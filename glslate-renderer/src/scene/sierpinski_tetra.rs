use glslate_math::{MathError, Vector};

use crate::{
    error::Error,
    gl::{GlResources, GL},
    scene::{sierpinski_three::tetrahedron_corners, Scene},
};

const SUBDIVISIONS: u32 = 5;

/// Solid Sierpinski tetrahedron built by recursive subdivision, rendered
/// as depth-tested triangles with one flat color per face.
pub struct SierpinskiTetra {
    vertex_count: i32,
}

impl SierpinskiTetra {
    const VERTEX_GLSL: &'static str = include_str!("../shaders/sierpinski_tetra.vert");
    const FRAGMENT_GLSL: &'static str = include_str!("../shaders/sierpinski_tetra.frag");

    pub fn new() -> Self {
        Self { vertex_count: 0 }
    }
}

impl Default for SierpinskiTetra {
    fn default() -> Self {
        Self::new()
    }
}

impl Scene for SierpinskiTetra {
    fn init(&mut self, gl: &GL, resources: &mut GlResources) -> Result<(), Error> {
        let program = resources.create_program(Self::VERTEX_GLSL, Self::FRAGMENT_GLSL)?;

        let corners = tetrahedron_corners();
        let mesh = subdivide_tetra(&corners, &face_palette(), SUBDIVISIONS)?;
        self.vertex_count = mesh.positions.len() as i32;

        resources.setup_attribute(
            program,
            "a_position",
            &mesh.positions,
            3,
            GL::FLOAT,
            GL::STATIC_DRAW,
        )?;
        resources.setup_attribute(program, "a_color", &mesh.colors, 3, GL::FLOAT, GL::STATIC_DRAW)?;

        gl.enable(GL::DEPTH_TEST);

        Ok(())
    }

    fn draw(&mut self, gl: &GL) {
        gl.clear_color(0.0, 0.0, 0.0, 1.0);
        gl.clear(GL::COLOR_BUFFER_BIT | GL::DEPTH_BUFFER_BIT);
        gl.draw_arrays(GL::TRIANGLES, 0, self.vertex_count);
    }

    fn frame_rate(&self) -> f32 {
        60.0
    }
}

pub(crate) struct TetraMesh {
    pub positions: Vec<Vector>,
    pub colors: Vec<Vector>,
}

fn face_palette() -> [Vector; 4] {
    [
        Vector::new([1.0, 0.0, 0.0]),
        Vector::new([0.0, 1.0, 0.0]),
        Vector::new([0.0, 0.0, 1.0]),
        Vector::new([0.0, 0.0, 0.0]),
    ]
}

/// Recursively splits a tetrahedron into four corner tetrahedra (the
/// center octahedron is discarded, which is what leaves the gasket) and
/// emits the faces of the leaves as flat-colored triangles.
pub(crate) fn subdivide_tetra(
    corners: &[Vector; 4],
    palette: &[Vector; 4],
    depth: u32,
) -> Result<TetraMesh, MathError> {
    let mut mesh = TetraMesh { positions: Vec::new(), colors: Vec::new() };

    let [a, b, c, d] = corners;
    divide(&mut mesh, a, b, c, d, palette, depth)?;

    Ok(mesh)
}

fn divide(
    mesh: &mut TetraMesh,
    a: &Vector,
    b: &Vector,
    c: &Vector,
    d: &Vector,
    palette: &[Vector; 4],
    depth: u32,
) -> Result<(), MathError> {
    if depth == 0 {
        emit_tetra(mesh, a, b, c, d, palette);
        return Ok(());
    }

    let ab = a.lerp(b, 0.5)?;
    let ac = a.lerp(c, 0.5)?;
    let ad = a.lerp(d, 0.5)?;
    let bc = b.lerp(c, 0.5)?;
    let bd = b.lerp(d, 0.5)?;
    let cd = c.lerp(d, 0.5)?;

    let depth = depth - 1;
    divide(mesh, a, &ab, &ac, &ad, palette, depth)?;
    divide(mesh, &ab, b, &bc, &bd, palette, depth)?;
    divide(mesh, &ac, c, &bc, &cd, palette, depth)?;
    divide(mesh, &ad, d, &cd, &bd, palette, depth)?;

    Ok(())
}

fn emit_tetra(
    mesh: &mut TetraMesh,
    a: &Vector,
    b: &Vector,
    c: &Vector,
    d: &Vector,
    palette: &[Vector; 4],
) {
    emit_triangle(mesh, a, c, b, &palette[0]);
    emit_triangle(mesh, a, c, d, &palette[1]);
    emit_triangle(mesh, a, b, d, &palette[2]);
    emit_triangle(mesh, b, c, d, &palette[3]);
}

fn emit_triangle(mesh: &mut TetraMesh, a: &Vector, b: &Vector, c: &Vector, color: &Vector) {
    for vertex in [a, b, c] {
        mesh.positions.push(vertex.clone());
        mesh.colors.push(color.clone());
    }
}
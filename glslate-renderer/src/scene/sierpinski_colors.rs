use glslate_math::{MathError, Vector};

use crate::{
    error::Error,
    gl::{GlResources, GL},
    rng::SimpleRng,
    scene::{sierpinski_three::tetrahedron_corners, Scene},
};

const NUM_POINTS: usize = 5_000;

/// Chaos game over a tetrahedron with a parallel per-vertex color buffer:
/// each point is tinted by the position it was generated from.
pub struct SierpinskiColors {
    rng: SimpleRng,
    point_count: i32,
}

impl SierpinskiColors {
    const VERTEX_GLSL: &'static str = include_str!("../shaders/sierpinski_colors.vert");
    const FRAGMENT_GLSL: &'static str = include_str!("../shaders/sierpinski_colors.frag");

    pub fn new() -> Self {
        Self { rng: SimpleRng::default(), point_count: 0 }
    }
}

impl Default for SierpinskiColors {
    fn default() -> Self {
        Self::new()
    }
}

impl Scene for SierpinskiColors {
    fn init(&mut self, _gl: &GL, resources: &mut GlResources) -> Result<(), Error> {
        let program = resources.create_program(Self::VERTEX_GLSL, Self::FRAGMENT_GLSL)?;

        let corners = tetrahedron_corners();
        let (points, colors) = tinted_lerp_fill(&mut self.rng, &corners, NUM_POINTS)?;
        self.point_count = points.len() as i32;

        resources.setup_attribute(program, "a_position", &points, 3, GL::FLOAT, GL::STATIC_DRAW)?;
        resources.setup_attribute(program, "a_color", &colors, 4, GL::FLOAT, GL::STATIC_DRAW)?;

        Ok(())
    }

    fn draw(&mut self, gl: &GL) {
        gl.clear_color(0.0, 0.0, 0.0, 1.0);
        gl.clear(GL::COLOR_BUFFER_BIT);
        gl.draw_arrays(GL::POINTS, 0, self.point_count);
    }

    fn frame_rate(&self) -> f32 {
        60.0
    }
}

/// Chaos game that also emits an RGBA color per point, mapping the
/// previous point's `[-1, 1]` coordinates into `[0, 1]` channels.
pub(crate) fn tinted_lerp_fill(
    rng: &mut SimpleRng,
    corners: &[Vector],
    count: usize,
) -> Result<(Vec<Vector>, Vec<Vector>), MathError> {
    let mut points = Vec::with_capacity(count);
    let mut colors = Vec::with_capacity(count);

    points.push(Vector::new([0.0, 0.0, 0.0]));
    colors.push(Vector::new([0.0, 0.0, 0.0, 1.0]));

    for i in 1..count {
        let corner = &corners[rng.gen_index(corners.len())];
        let next = points[i - 1].lerp(corner, 0.5)?;
        points.push(next);

        let source = &points[i - 1];
        colors.push(Vector::new([
            (1.0 + source.get(0)) / 2.0,
            (1.0 + source.get(1)) / 2.0,
            (1.0 + source.get(2)) / 2.0,
            1.0,
        ]));
    }

    Ok((points, colors))
}
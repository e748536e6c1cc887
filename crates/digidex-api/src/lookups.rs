//! Handlers for the reference tables.
//!
//! | Method | Path | Notes |
//! |--------|------|-------|
//! | `GET`  | `/level`, `/field`, `/type`, `/attribute` | Paged, default `page_size=5` |
//! | `GET`  | `/skill` | Paged, default `page_size=10`; `name_contains`, `description_contains` |

use axum::{
  Json,
  extract::{Query, State},
};
use digidex_core::{
  digimon::{LookupItem, LookupKind, Skill},
  pagination::{PageRequest, build_pagination},
  store::{CatalogStore, SkillQuery},
};
use serde::Deserialize;

use crate::{AppState, error::ApiError, params::default_page, view::Page};

// ─── Lookup tables ────────────────────────────────────────────────────────────

#[derive(Debug, Deserialize)]
pub struct LookupParams {
  #[serde(default = "default_page")]
  pub page:      i64,
  #[serde(default = "default_lookup_page_size")]
  pub page_size: i64,
}

fn default_lookup_page_size() -> i64 { 5 }

async fn list_lookup<S>(
  kind: LookupKind,
  state: AppState<S>,
  params: LookupParams,
) -> Result<Json<Page<LookupItem>>, ApiError>
where
  S: CatalogStore + Clone + Send + Sync + 'static,
  S::Error: std::error::Error + Send + Sync + 'static,
{
  let page = PageRequest::new(params.page, params.page_size, state.max_page_size)?;
  let (content, total) = state
    .store
    .list_lookup(kind, page)
    .await
    .map_err(|e| ApiError::Store(Box::new(e)))?;

  let path = format!("/{kind}?");
  let pagination = build_pagination(&path, total, page, content.len(), &[]);
  Ok(Json(Page { content, pagination }))
}

/// `GET /level[?page=..][&page_size=..]`
pub async fn levels<S>(
  State(state): State<AppState<S>>,
  Query(params): Query<LookupParams>,
) -> Result<Json<Page<LookupItem>>, ApiError>
where
  S: CatalogStore + Clone + Send + Sync + 'static,
  S::Error: std::error::Error + Send + Sync + 'static,
{
  list_lookup(LookupKind::Level, state, params).await
}

/// `GET /field[?page=..][&page_size=..]`
pub async fn fields<S>(
  State(state): State<AppState<S>>,
  Query(params): Query<LookupParams>,
) -> Result<Json<Page<LookupItem>>, ApiError>
where
  S: CatalogStore + Clone + Send + Sync + 'static,
  S::Error: std::error::Error + Send + Sync + 'static,
{
  list_lookup(LookupKind::Field, state, params).await
}

/// `GET /type[?page=..][&page_size=..]`
pub async fn types<S>(
  State(state): State<AppState<S>>,
  Query(params): Query<LookupParams>,
) -> Result<Json<Page<LookupItem>>, ApiError>
where
  S: CatalogStore + Clone + Send + Sync + 'static,
  S::Error: std::error::Error + Send + Sync + 'static,
{
  list_lookup(LookupKind::Type, state, params).await
}

/// `GET /attribute[?page=..][&page_size=..]`
pub async fn attributes<S>(
  State(state): State<AppState<S>>,
  Query(params): Query<LookupParams>,
) -> Result<Json<Page<LookupItem>>, ApiError>
where
  S: CatalogStore + Clone + Send + Sync + 'static,
  S::Error: std::error::Error + Send + Sync + 'static,
{
  list_lookup(LookupKind::Attribute, state, params).await
}

// ─── Skills ───────────────────────────────────────────────────────────────────

#[derive(Debug, Deserialize)]
pub struct SkillParams {
  #[serde(default = "default_page")]
  pub page:                 i64,
  #[serde(default = "default_skill_page_size")]
  pub page_size:            i64,
  pub name_contains:        Option<String>,
  pub description_contains: Option<String>,
}

fn default_skill_page_size() -> i64 { 10 }

/// `GET /skill[?page=..][&page_size=..][&name_contains=..][&description_contains=..]`
///
/// Unlike `/digimon`, `total_page` reflects the filtered count.
pub async fn skills<S>(
  State(state): State<AppState<S>>,
  Query(params): Query<SkillParams>,
) -> Result<Json<Page<Skill>>, ApiError>
where
  S: CatalogStore + Clone + Send + Sync + 'static,
  S::Error: std::error::Error + Send + Sync + 'static,
{
  let page = PageRequest::new(params.page, params.page_size, state.max_page_size)?;
  let query = SkillQuery {
    name_contains: params.name_contains,
    description_contains: params.description_contains,
    page,
  };

  let (content, total) = state
    .store
    .list_skills(&query)
    .await
    .map_err(|e| ApiError::Store(Box::new(e)))?;

  let pagination =
    build_pagination("/skill?", total, page, content.len(), &query.link_params());
  Ok(Json(Page { content, pagination }))
}
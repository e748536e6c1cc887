//! Read-only JSON REST API for the Digidex catalog.
//!
//! Exposes an axum [`Router`] backed by any [`CatalogStore`]. Every listing
//! returns a [`view::Page`] envelope; image links are signed through an
//! [`ImageSigner`](digidex_core::image::ImageSigner).

pub mod config;
pub mod digimon;
pub mod error;
pub mod image;
pub mod lookups;
mod params;
pub mod view;

pub use config::ServerConfig;
pub use error::ApiError;

use std::sync::Arc;

use axum::{Router, http::Method, routing::get};
use digidex_core::store::CatalogStore;
use tower_http::{
  cors::{Any, CorsLayer},
  trace::TraceLayer,
};

use image::ImageUrls;

// ─── Application state ────────────────────────────────────────────────────────

/// Shared state threaded through all axum handlers.
#[derive(Clone)]
pub struct AppState<S: CatalogStore> {
  pub store:         Arc<S>,
  pub images:        ImageUrls,
  /// Requests with a larger `page_size` are rejected. `None` means no cap.
  pub max_page_size: Option<u32>,
}

// ─── Router ───────────────────────────────────────────────────────────────────

/// Build the API router for `state`.
///
/// Cross-origin `GET` requests are allowed from anywhere.
pub fn router<S>(state: AppState<S>) -> Router
where
  S: CatalogStore + Clone + Send + Sync + 'static,
  S::Error: std::error::Error + Send + Sync + 'static,
{
  let cors = CorsLayer::new()
    .allow_origin(Any)
    .allow_methods([Method::GET])
    .allow_headers(Any);

  Router::new()
    // Digimon
    .route("/digimon", get(digimon::list::<S>))
    .route("/digimon/{id_or_name}", get(digimon::get_one::<S>))
    // Reference tables
    .route("/level", get(lookups::levels::<S>))
    .route("/field", get(lookups::fields::<S>))
    .route("/type", get(lookups::types::<S>))
    .route("/attribute", get(lookups::attributes::<S>))
    .route("/skill", get(lookups::skills::<S>))
    .layer(TraceLayer::new_for_http())
    .layer(cors)
    .with_state(state)
}

// ─── Integration tests ────────────────────────────────────────────────────────
//! digidex server binary.
//!
//! Reads `config.toml` (or the path specified with `--config`), opens the
//! SQLite catalog, and serves the JSON API over HTTP.
//!
//! # Seeding
//!
//! To load a SQL script into the store before serving:
//!
//! ```
//! cargo run -p digidex-api --bin server -- --seed data/sample.sql
//! ```

use std::{
  path::{Path, PathBuf},
  sync::Arc,
};

use anyhow::Context as _;
use clap::Parser;
use digidex_api::{
  AppState, ServerConfig,
  image::{ImageUrls, KeyedUrlSigner},
};
use digidex_store_sqlite::SqliteStore;
use tokio::net::TcpListener;
use tracing::level_filters::LevelFilter;
use tracing_subscriber::EnvFilter;

#[derive(Parser)]
#[command(author, version, about = "Digidex catalog API server")]
struct Cli {
  /// Path to the TOML configuration file.
  #[arg(short, long, default_value = "config.toml")]
  config: PathBuf,

  /// SQL script to run against the store before serving.
  #[arg(long)]
  seed: Option<PathBuf>,
}

#[tokio::main]
async fn main() -> anyhow::Result<()> {
  // Initialise tracing.
  tracing_subscriber::fmt()
    .with_env_filter(
      EnvFilter::builder()
        .with_default_directive(LevelFilter::INFO.into())
        .from_env_lossy(),
    )
    .init();

  let cli = Cli::parse();

  // Load configuration.
  let settings = config::Config::builder()
    .add_source(config::File::from(cli.config).required(false))
    .add_source(config::Environment::with_prefix("DIGIDEX"))
    .build()
    .context("failed to read config file")?;

  let server_cfg: ServerConfig = settings
    .try_deserialize()
    .context("failed to deserialise ServerConfig")?;

  let store_path = expand_tilde(&server_cfg.store_path);

  let store = SqliteStore::open(&store_path)
    .await
    .with_context(|| format!("failed to open store at {store_path:?}"))?;

  if let Some(seed) = &cli.seed {
    store
      .load_script(seed)
      .await
      .with_context(|| format!("failed to load seed script {seed:?}"))?;
    tracing::info!(path = ?seed, "seeded store");
  }

  let secret = server_cfg
    .image_signing_secret
    .clone()
    .filter(|secret| !secret.is_empty());
  if secret.is_none() {
    tracing::warn!("image_signing_secret is unset or empty; image_href will be empty");
  }

  let signer = KeyedUrlSigner::new(server_cfg.image_base_url.clone(), secret);

  let state = AppState {
    store:         Arc::new(store),
    images:        ImageUrls::new(Arc::new(signer), server_cfg.image_url_ttl()),
    max_page_size: server_cfg.max_page_size,
  };

  let app = digidex_api::router(state);
  let address = format!("{}:{}", server_cfg.host, server_cfg.port);

  tracing::info!("Listening on http://{address}");
  let listener = TcpListener::bind(&address)
    .await
    .with_context(|| format!("failed to bind {address}"))?;

  axum::serve(listener, app).await.context("server error")?;

  Ok(())
}

/// Expand a leading `~` to the user's home directory.
fn expand_tilde(path: &Path) -> PathBuf {
  let s = path.to_string_lossy();
  if let Some(rest) = s.strip_prefix("~/")
    && let Ok(home) = std::env::var("HOME")
  {
    return PathBuf::from(home).join(rest);
  }
  path.to_path_buf()
}
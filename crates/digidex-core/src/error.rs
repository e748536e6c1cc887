//! Error types for `digidex-core`.

use thiserror::Error;

#[derive(Debug, Error)]
pub enum Error {
  #[error("{field} must be a positive integer, got {value}")]
  InvalidPage { field: &'static str, value: i64 },

  #[error("page_size {requested} exceeds the maximum of {max}")]
  PageSizeTooLarge { requested: u32, max: u32 },

  #[error("{field} {value} is out of range, the largest accepted value is {max}")]
  OutOfRange { field: &'static str, value: i64, max: u32 },
}

pub type Result<T, E = Error> = std::result::Result<T, E>;
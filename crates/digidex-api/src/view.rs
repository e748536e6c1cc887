//! Output records and their assembly from catalog entities.

use digidex_core::{
  digimon::{Description, Digimon, Digivolution, LookupItem, Skill},
  pagination::Pagination,
};
use serde::Serialize;

use crate::image::ImageUrls;

/// The envelope returned by every listing endpoint.
#[derive(Debug, Serialize)]
pub struct Page<T> {
  pub content:    Vec<T>,
  pub pagination: Pagination,
}

/// A digimon as it appears in listings.
#[derive(Debug, Clone, PartialEq, Eq, Serialize)]
pub struct DigimonSummaryOut {
  pub id:           i64,
  pub name:         String,
  pub xantibody:    bool,
  pub release_date: String,
  /// Relative link to the detail view, `digimon/{id}`.
  pub href:         String,
  /// Signed thumbnail URL, empty if signing failed.
  pub image_href:   String,
}

impl DigimonSummaryOut {
  pub fn new(d: &Digimon, images: &ImageUrls) -> Self {
    Self {
      id:           d.id,
      name:         d.name.clone(),
      xantibody:    d.xantibody,
      release_date: d.release_date.clone(),
      href:         href(d.id),
      image_href:   images.build(&d.name, true),
    }
  }
}

#[derive(Debug, Clone, PartialEq, Eq, Serialize)]
pub struct DescriptionOut {
  pub origin:      String,
  pub language:    String,
  pub description: String,
}

impl From<Description> for DescriptionOut {
  fn from(d: Description) -> Self {
    Self { origin: d.origin, language: d.language, description: d.description }
  }
}

/// One side of an evolution edge: the other digimon's name and the condition.
#[derive(Debug, Clone, PartialEq, Eq, Serialize)]
pub struct EvolutionOut {
  pub name:      String,
  pub condition: String,
}

/// A digimon with every relation, as returned by `GET /digimon/{id_or_name}`.
#[derive(Debug, Clone, PartialEq, Eq, Serialize)]
pub struct DigimonDetailOut {
  pub id:              i64,
  pub name:            String,
  pub xantibody:       bool,
  pub release_date:    String,
  pub href:            String,
  /// Signed full-size image URL, empty if signing failed.
  pub image_href:      String,
  pub levels:          Vec<LookupItem>,
  pub fields:          Vec<LookupItem>,
  pub attributes:      Vec<LookupItem>,
  pub descriptions:    Vec<DescriptionOut>,
  pub types:           Vec<LookupItem>,
  pub skills:          Vec<Skill>,
  pub digivolved_from: Vec<EvolutionOut>,
  pub digivolve_to:    Vec<EvolutionOut>,
}

fn href(id: i64) -> String { format!("digimon/{id}") }

/// Build the detail record. Incoming edges expose the prior digimon's name,
/// outgoing edges the next digimon's name. Missing relations render as empty
/// lists.
pub fn assemble_detail(digimon: Digimon, images: &ImageUrls) -> DigimonDetailOut {
  let image_href = images.build(&digimon.name, false);
  let rel = digimon.relations.unwrap_or_default();

  let from = |e: Digivolution| EvolutionOut {
    name:      e.digimon_prior_name,
    condition: e.condition,
  };
  let to = |e: Digivolution| EvolutionOut {
    name:      e.digimon_next_name,
    condition: e.condition,
  };

  DigimonDetailOut {
    id: digimon.id,
    href: href(digimon.id),
    name: digimon.name,
    xantibody: digimon.xantibody,
    release_date: digimon.release_date,
    image_href,
    levels: rel.levels,
    fields: rel.fields,
    attributes: rel.attributes,
    descriptions: rel.descriptions.into_iter().map(DescriptionOut::from).collect(),
    types: rel.types,
    skills: rel.skills,
    digivolved_from: rel.digivolved_from.into_iter().map(from).collect(),
    digivolve_to: rel.digivolve_to.into_iter().map(to).collect(),
  }
}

------------------------

PROMPT: Everything from the first line of the data through the line containing "corner tetrahedra (the" should be echoed exactly. Add nothing.

RESULT OF THIS EXERCISE:
filename glslate-renderer/src/scene/sierpinski_tetra.rs
use glslate_math::{MathError, Vector};

use crate::{
    error::Error,
    gl::{GlResources, GL},
    scene::{sierpinski_three::tetrahedron_corners, Scene},
};

const SUBDIVISIONS: u32 = 5;

/// Solid Sierpinski tetrahedron built by recursive subdivision, rendered
/// as depth-tested triangles with one flat color per face.
pub struct SierpinskiTetra {
    vertex_count: i32,
}

impl SierpinskiTetra {
    const VERTEX_GLSL: &'static str = include_str!("../shaders/sierpinski_tetra.vert");
    const FRAGMENT_GLSL: &'static str = include_str!("../shaders/sierpinski_tetra.frag");

    pub fn new() -> Self {
        Self { vertex_count: 0 }
    }
}

impl Default for SierpinskiTetra {
    fn default() -> Self {
        Self::new()
    }
}

impl Scene for SierpinskiTetra {
    fn init(&mut self, gl: &GL, resources: &mut GlResources) -> Result<(), Error> {
        let program = resources.create_program(Self::VERTEX_GLSL, Self::FRAGMENT_GLSL)?;

        let corners = tetrahedron_corners();
        let mesh = subdivide_tetra(&corners, &face_palette(), SUBDIVISIONS)?;
        self.vertex_count = mesh.positions.len() as i32;

        resources.setup_attribute(
            program,
            "a_position",
            &mesh.positions,
            3,
            GL::FLOAT,
            GL::STATIC_DRAW,
        )?;
        resources.setup_attribute(program, "a_color", &mesh.colors, 3, GL::FLOAT, GL::STATIC_DRAW)?;

        gl.enable(GL::DEPTH_TEST);

        Ok(())
    }

    fn draw(&mut self, gl: &GL) {
        gl.clear_color(0.0, 0.0, 0.0, 1.0);
        gl.clear(GL::COLOR_BUFFER_BIT | GL::DEPTH_BUFFER_BIT);
        gl.draw_arrays(GL::TRIANGLES, 0, self.vertex_count);
    }

    fn frame_rate(&self) -> f32 {
        60.0
    }
}

pub(crate) struct TetraMesh {
    pub positions: Vec<Vector>,
    pub colors: Vec<Vector>,
}

fn face_palette() -> [Vector; 4] {
    [
        Vector::new([1.0, 0.0, 0.0]),
        Vector::new([0.0, 1.0, 0.0]),
        Vector::new([0.0, 0.0, 1.0]),
        Vector::new([0.0, 0.0, 0.0]),
    ]
}

/// Recursively splits a tetrahedron into four corner tetrahedra (the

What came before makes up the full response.